The play, which is a masterpiece of light wit, was wildly popular when it came out in 1895, in large part because it poked light-hearted fun at ponderous Victorian earnestness.  Early on, however, there were rumors that it was not all that it seemed.  Were these double identities suggesting something else?  Was “Earnest” a code word for “homosexual,” giving an extra special meaning to the play’s concluding line, “I’ve now realized for the first time in my life the vital importance of being Earnest”?  For that matter, was “Bunburying” a double pun for sodomy?  In terms of the plot, this second interpretation makes sense, what with John assuming an alias when he’s in the city meeting up with Earnest and Algernon escaping from his respectable relatives to engage in Bunburying.

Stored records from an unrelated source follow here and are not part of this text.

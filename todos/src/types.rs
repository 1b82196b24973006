//! Domain types for the task list.
//!
//! A task list is an ordered collection of [`TodoItem`]s seeded once from a
//! remote source and then edited locally. Nothing here is persisted.

use serde::{Deserialize, Serialize};

/// Message stored in [`TodoState::load_error`] when the seed fetch fails.
///
/// The underlying failure is logged, never shown.
pub const LOAD_ERROR_MESSAGE: &str = "Failed to fetch todos";

/// Identifier of a todo item
///
/// Seeded items carry the id assigned by the remote source. Locally created
/// items use a timestamp in milliseconds.
#[derive(Clone, Copy, Debug, PartialEq, Eq, Hash, PartialOrd, Ord, Serialize, Deserialize)]
#[serde(transparent)]
pub struct TodoId(pub i64);

impl TodoId {
    /// Returns the raw id
    #[must_use]
    pub const fn get(self) -> i64 {
        self.0
    }
}

impl std::fmt::Display for TodoId {
    fn fmt(&self, f: &mut std::fmt::Formatter<'_>) -> std::fmt::Result {
        write!(f, "{}", self.0)
    }
}

impl From<i64> for TodoId {
    fn from(id: i64) -> Self {
        Self(id)
    }
}

/// A single todo item
#[derive(Clone, Debug, PartialEq, Eq, Serialize, Deserialize)]
pub struct TodoItem {
    /// Unique identifier within the collection
    pub id: TodoId,
    /// Display text, already trimmed by whoever built the item
    pub text: String,
    /// Whether the todo is completed
    pub completed: bool,
    /// Opaque owner tag carried through from the remote source
    pub owner_tag: i64,
}

impl TodoItem {
    /// Creates an active item with owner tag `0`
    #[must_use]
    pub fn new(id: TodoId, text: impl Into<String>) -> Self {
        Self {
            id,
            text: text.into(),
            completed: false,
            owner_tag: 0,
        }
    }

    /// Sets the completion flag
    #[must_use]
    pub fn with_completed(mut self, completed: bool) -> Self {
        self.completed = completed;
        self
    }

    /// Sets the owner tag
    #[must_use]
    pub fn with_owner_tag(mut self, owner_tag: i64) -> Self {
        self.owner_tag = owner_tag;
        self
    }

    /// Same item with different text
    #[must_use]
    pub fn with_text(mut self, text: impl Into<String>) -> Self {
        self.text = text.into();
        self
    }
}

/// State of the item store
///
/// `items` keeps insertion order: seeded items first, local creations appended.
#[derive(Clone, Debug, Default, PartialEq, Eq, Serialize, Deserialize)]
pub struct TodoState {
    /// The canonical collection
    pub items: Vec<TodoItem>,
    /// True while the seed fetch is in flight
    pub is_loading: bool,
    /// Set when the seed fetch failed
    pub load_error: Option<String>,
    /// The seed fetch has been started; it never runs twice
    pub seed_requested: bool,
}

impl TodoState {
    /// Creates an empty state
    #[must_use]
    pub const fn new() -> Self {
        Self {
            items: Vec::new(),
            is_loading: false,
            load_error: None,
            seed_requested: false,
        }
    }

    /// Creates a state holding `items`, as if already seeded
    #[must_use]
    pub const fn with_items(items: Vec<TodoItem>) -> Self {
        Self {
            items,
            is_loading: false,
            load_error: None,
            seed_requested: true,
        }
    }

    /// Returns the number of todos
    #[must_use]
    pub fn count(&self) -> usize {
        self.items.len()
    }

    /// Returns the number of completed todos
    #[must_use]
    pub fn completed_count(&self) -> usize {
        self.items.iter().filter(|t| t.completed).count()
    }

    /// Returns a todo by ID
    #[must_use]
    pub fn get(&self, id: TodoId) -> Option<&TodoItem> {
        self.items.iter().find(|t| t.id == id)
    }

    /// Checks if a todo exists
    #[must_use]
    pub fn exists(&self, id: TodoId) -> bool {
        self.get(id).is_some()
    }

    /// The seed fetch finished, successfully or not
    #[must_use]
    pub const fn is_settled(&self) -> bool {
        self.seed_requested && !self.is_loading
    }
}

/// Everything the item store reacts to
///
/// `Initialize` and the four mutations come from the presentation layer;
/// `SeedLoaded` and `SeedFailed` are produced by the seed fetch effect.
#[derive(Clone, Debug, PartialEq, Eq, Serialize, Deserialize)]
pub enum TodoAction {
    /// Start the one-time seed fetch
    Initialize,

    /// Seed fetch succeeded
    SeedLoaded {
        /// Fetched items, replacing the collection
        items: Vec<TodoItem>,
    },

    /// Seed fetch failed
    SeedFailed {
        /// Failure detail, logged only
        reason: String,
    },

    /// Append an item
    Create {
        /// Item to append
        item: TodoItem,
    },

    /// Replace the item with the same id, in place
    Update {
        /// Replacement item
        item: TodoItem,
    },

    /// Remove the item with this id
    Delete {
        /// Todo to delete
        id: TodoId,
    },

    /// Flip the completion flag of the item with this id
    Toggle {
        /// Todo to toggle
        id: TodoId,
    },
}

impl TodoAction {
    /// True for the actions that end the seed fetch
    #[must_use]
    pub const fn is_seed_result(&self) -> bool {
        matches!(self, Self::SeedLoaded { .. } | Self::SeedFailed { .. })
    }
}

#[cfg(test)]
mod tests {
    use super::*;

    #[test]
    fn test_todo_item_new_defaults() {
        let item = TodoItem::new(TodoId(7), "Test todo");

        assert_eq!(item.id, TodoId(7));
        assert_eq!(item.text, "Test todo");
        assert!(!item.completed);
        assert_eq!(item.owner_tag, 0);
    }

    #[test]
    fn test_todo_state_counts() {
        let state = TodoState::with_items(vec![
            TodoItem::new(TodoId(1), "a"),
            TodoItem::new(TodoId(2), "b").with_completed(true),
        ]);

        assert_eq!(state.count(), 2);
        assert_eq!(state.completed_count(), 1);
        assert!(state.exists(TodoId(2)));
        assert!(!state.exists(TodoId(3)));
    }

    #[test]
    fn test_new_state_is_not_settled() {
        let state = TodoState::new();
        assert!(!state.is_settled());
        assert!(TodoState::with_items(Vec::new()).is_settled());
    }

    #[test]
    fn test_seed_result_actions() {
        assert!(TodoAction::SeedLoaded { items: vec![] }.is_seed_result());
        assert!(
            TodoAction::SeedFailed {
                reason: "boom".to_string()
            }
            .is_seed_result()
        );
        assert!(!TodoAction::Initialize.is_seed_result());
    }

    #[test]
    fn test_todo_id_display() {
        assert_eq!(TodoId(42).to_string(), "42");
    }
}
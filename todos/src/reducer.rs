//! Reducer logic for the item store.
//!
//! The store holds the canonical collection. It is seeded once by an async
//! fetch and then only changes through create, update, delete and toggle.
//! Mutations on an id that is not in the collection are silent no-ops.

use crate::loader::SeedLoader;
use crate::types::{LOAD_ERROR_MESSAGE, TodoAction, TodoId, TodoItem, TodoState};
use std::marker::PhantomData;
use std::sync::Arc;
use todo_master_core::{SmallVec, effect::Effect, reducer::Reducer, smallvec};

/// Environment dependencies for the item store
pub struct TodoEnvironment<L> {
    /// Source of the seed collection
    pub loader: Arc<L>,
}

impl<L> TodoEnvironment<L> {
    /// Creates a new `TodoEnvironment`
    #[must_use]
    pub fn new(loader: L) -> Self {
        Self {
            loader: Arc::new(loader),
        }
    }

    /// Creates a `TodoEnvironment` sharing an existing loader
    #[must_use]
    pub const fn from_shared(loader: Arc<L>) -> Self {
        Self { loader }
    }
}

impl<L> Clone for TodoEnvironment<L> {
    fn clone(&self) -> Self {
        Self {
            loader: Arc::clone(&self.loader),
        }
    }
}

/// Reducer for the item store
///
/// Generic over the loader type so the environment stays statically typed.
pub struct TodoReducer<L> {
    _loader: PhantomData<fn() -> L>,
}

impl<L> TodoReducer<L> {
    /// Creates a new `TodoReducer`
    #[must_use]
    pub const fn new() -> Self {
        Self {
            _loader: PhantomData,
        }
    }

    fn create(state: &mut TodoState, item: TodoItem) {
        state.items.push(item);
    }

    fn update(state: &mut TodoState, item: TodoItem) {
        match state.items.iter_mut().find(|t| t.id == item.id) {
            Some(slot) => *slot = item,
            None => tracing::debug!(id = %item.id, "Update ignored: unknown todo"),
        }
    }

    fn delete(state: &mut TodoState, id: TodoId) {
        let before = state.items.len();
        state.items.retain(|t| t.id != id);

        if state.items.len() == before {
            tracing::debug!(%id, "Delete ignored: unknown todo");
        }
    }

    fn toggle(state: &mut TodoState, id: TodoId) {
        match state.items.iter_mut().find(|t| t.id == id) {
            Some(todo) => todo.completed = !todo.completed,
            None => tracing::debug!(%id, "Toggle ignored: unknown todo"),
        }
    }
}

impl<L> Default for TodoReducer<L> {
    fn default() -> Self {
        Self::new()
    }
}

impl<L> Clone for TodoReducer<L> {
    fn clone(&self) -> Self {
        Self::new()
    }
}

impl<L> std::fmt::Debug for TodoReducer<L> {
    fn fmt(&self, f: &mut std::fmt::Formatter<'_>) -> std::fmt::Result {
        f.write_str("TodoReducer")
    }
}

impl<L> Reducer for TodoReducer<L>
where
    L: SeedLoader + 'static,
{
    type State = TodoState;
    type Action = TodoAction;
    type Environment = TodoEnvironment<L>;

    fn reduce(
        &self,
        state: &mut Self::State,
        action: Self::Action,
        env: &Self::Environment,
    ) -> SmallVec<[Effect<Self::Action>; 4]> {
        match action {
            TodoAction::Initialize => {
                if state.seed_requested {
                    tracing::debug!("Seed fetch already requested, ignoring Initialize");
                    return SmallVec::new();
                }

                state.seed_requested = true;
                state.is_loading = true;
                state.items.clear();
                state.load_error = None;

                let loader = Arc::clone(&env.loader);
                smallvec![Effect::Future(Box::pin(async move {
                    match loader.fetch_seed_todos().await {
                        Ok(items) => Some(TodoAction::SeedLoaded { items }),
                        Err(error) => Some(TodoAction::SeedFailed {
                            reason: error.to_string(),
                        }),
                    }
                }))]
            },

            TodoAction::SeedLoaded { items } => {
                tracing::info!(count = items.len(), "Seed todos loaded");
                state.items = items;
                state.is_loading = false;
                state.load_error = None;
                SmallVec::new()
            },

            TodoAction::SeedFailed { reason } => {
                tracing::warn!(%reason, "Seed fetch failed");
                state.is_loading = false;
                state.load_error = Some(LOAD_ERROR_MESSAGE.to_string());
                SmallVec::new()
            },

            TodoAction::Create { item } => {
                Self::create(state, item);
                SmallVec::new()
            },

            TodoAction::Update { item } => {
                Self::update(state, item);
                SmallVec::new()
            },

            TodoAction::Delete { id } => {
                Self::delete(state, id);
                SmallVec::new()
            },

            TodoAction::Toggle { id } => {
                Self::toggle(state, id);
                SmallVec::new()
            },
        }
    }
}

One can imagine how delightful such a second reading would be to those forced to hide their gay identities.  The satisfaction would be akin to that experienced by African American slaves upon hearing stories of Br’er Rabbit outwitting Br’er Fox and Br’er Bear.  There’s an extra delight in being in on a joke that those in power don’t get.

Many have vigorously denied this double reading, including actor John Gielgud, who called it “absolute nonsense.”  My father’s research suggests otherwise.

Examining Victorian erotic literature at the Kinsey Sex Institute at the University of Indiana, my father found that “Earnest” was indeed a slang term for homosexual in the late 19th century.  He also came across a book of homosexual love poetry that an Oxford classmate of Wilde (John Gambril Nicholson) wrote entitled Love in Earnest (1882). A repeating line in one of the poems goes, “While Ernest sets my heart aflame.”

And then, although this evidence is more circumstantial, high profile homosexual trials were underway in Germany at this time.  A German name like Earnest could have plugged into those events.  Also, there is a poem by French poet Guillaume Apollinaire (my father’s scholarship speciality) that links the name to homosexuality.

To further buttress his reading of the play, my father also notes that Wilde and his lover Lord Douglas had sex with a busboy named Earnest, who testified at the trial.  Wilde also had a friend when he was at Oxford (how close my father can’t say) named “Bunbury.”

A quick digression on Bunbury: we Bateses have connection with a Lord Bunbury, albeit not with Wilde’s friend.  My great-great grandfather, Thomas Scott, was the steward for a Lord Bunbury, whose descendents continue on.  Scott’s daughter Eliza married Edwin Fulcher, who came to the States, and their daughter Eleanor (my grandmother) married Alfred Bates.

Back to the subtext.  One doesn’t need to read “Earnest” as “homosexual” to enjoy the play. I didn’t know any of this when I fell in love with The Importance of Being Earnest in high school. But such jokes can comfort those who are marginalized and repressed, letting them know someone is thinking of them.

Luckily, our new openness about homosexuality, including the new New York law, means that such comfort is not as necessary as it once was.